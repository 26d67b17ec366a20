// ABOUTME: Intelligence module re-exports from planner-intelligence crate
// ABOUTME: Pipeline stages and compute entry points under one path
//
// SPDX-License-Identifier: MIT OR Apache-2.0
// Copyright (c) 2025 Pierre Fitness Intelligence

pub use planner_intelligence::*;

pub use planner_intelligence::{
    calorie_calculator, deficit_model, energy_model, input_validator, safety_adjuster,
};
// ABOUTME: Weight-loss calculation engine for the calorie planner
// ABOUTME: Input validation, energy model, deficit model, safety adjuster, and the compute pipeline
//
// SPDX-License-Identifier: MIT OR Apache-2.0
// Copyright (c) 2025 Pierre Fitness Intelligence

#![deny(unsafe_code)]

//! # Planner Intelligence
//!
//! The calculation engine: a short, strictly sequential pipeline of pure
//! stages that turns a [`PlanInput`](planner_core::models::PlanInput) into a
//! [`WeightLossPlan`](planner_core::models::WeightLossPlan) or a
//! [`ValidationError`](planner_core::errors::ValidationError).
//!
//! 1. `input_validator` - rejects non-positive values and unsafe goals
//! 2. `energy_model` - Harris-Benedict BMR and TDEE
//! 3. `deficit_model` - required daily deficit and intake target
//! 4. `safety_adjuster` - floor check and safe-timeline recomputation

/// Engine configuration
pub mod config;

/// Plan request validation
pub mod input_validator;

/// BMR and TDEE estimation
pub mod energy_model;

/// Daily deficit and intake target
pub mod deficit_model;

/// Minimum-intake check and feasibility recomputation
pub mod safety_adjuster;

/// Pipeline entry points
pub mod calorie_calculator;

pub use calorie_calculator::{
    compute, compute_batch, compute_batch_with_config, compute_with_config,
};
pub use config::intelligence::{ConfigError, PlannerConfig, RoundingPolicy};
pub use deficit_model::{compute_deficit, DeficitPlan};
pub use energy_model::{calculate_bmr, calculate_tdee, compute_energy, EnergyEstimate};
pub use input_validator::validate;
pub use safety_adjuster::{assess_safety, days_at_floor, SafetyAssessment};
****************************************
**About this exercise:**
Make an exact copy of the material above.

**Answer space:**
repository 26d67b17ec366a20
// ABOUTME: Intelligence module re-exports from planner-intelligence crate
// ABOUTME: Pipeline stages and compute entry points under one path
//
// SPDX-License-Identifier: MIT OR Apache-2.0
// Copyright (c) 2025 Pierre Fitness Intelligence

pub use planner_intelligence::*;

pub use planner_intelligence::{
    calorie_calculator, deficit_model, energy_model, input_validator, safety_adjuster,
};
// ABOUTME: Weight-loss calculation engine for the calorie planner
// ABOUTME: Input validation, energy model, deficit model, safety adjuster, and the compute pipeline
//
// SPDX-License-Identifier: MIT OR Apache-2.0
// Copyright (c) 2025 Pierre Fitness Intelligence

#![deny(unsafe_code)]

//! # Planner Intelligence
//!
//! The calculation engine: a short, strictly sequential pipeline of pure
//! stages that turns a [`PlanInput`](planner_core::models::PlanInput) into a
//! [`WeightLossPlan`](planner_core::models::WeightLossPlan) or a
//! [`ValidationError`](planner_core::errors::ValidationError).
//!
//! 1. `input_validator` - rejects non-positive values and unsafe goals
//! 2. `energy_model` - Harris-Benedict BMR and TDEE
//! 3. `deficit_model` - required daily deficit and intake target
//! 4. `safety_adjuster` - floor check and safe-timeline recomputation

/// Engine configuration
pub mod config;

/// Plan request validation
pub mod input_validator;

/// BMR and TDEE estimation
pub mod energy_model;

/// Daily deficit and intake target
pub mod deficit_model;

/// Minimum-intake check and feasibility recomputation
pub mod safety_adjuster;

/// Pipeline entry points
pub mod calorie_calculator;

pub use calorie_calculator::{
    compute, compute_batch, compute_batch_with_config, compute_with_config,
};
pub use config::intelligence::{ConfigError, PlannerConfig, RoundingPolicy};
pub use deficit_model::{compute_deficit, DeficitPlan};
pub use energy_model::{calculate_bmr, calculate_tdee, compute_energy, EnergyEstimate};
pub use input_validator::validate;
pub use safety_adjuster::{assess_safety, days_at_floor, SafetyAssessment};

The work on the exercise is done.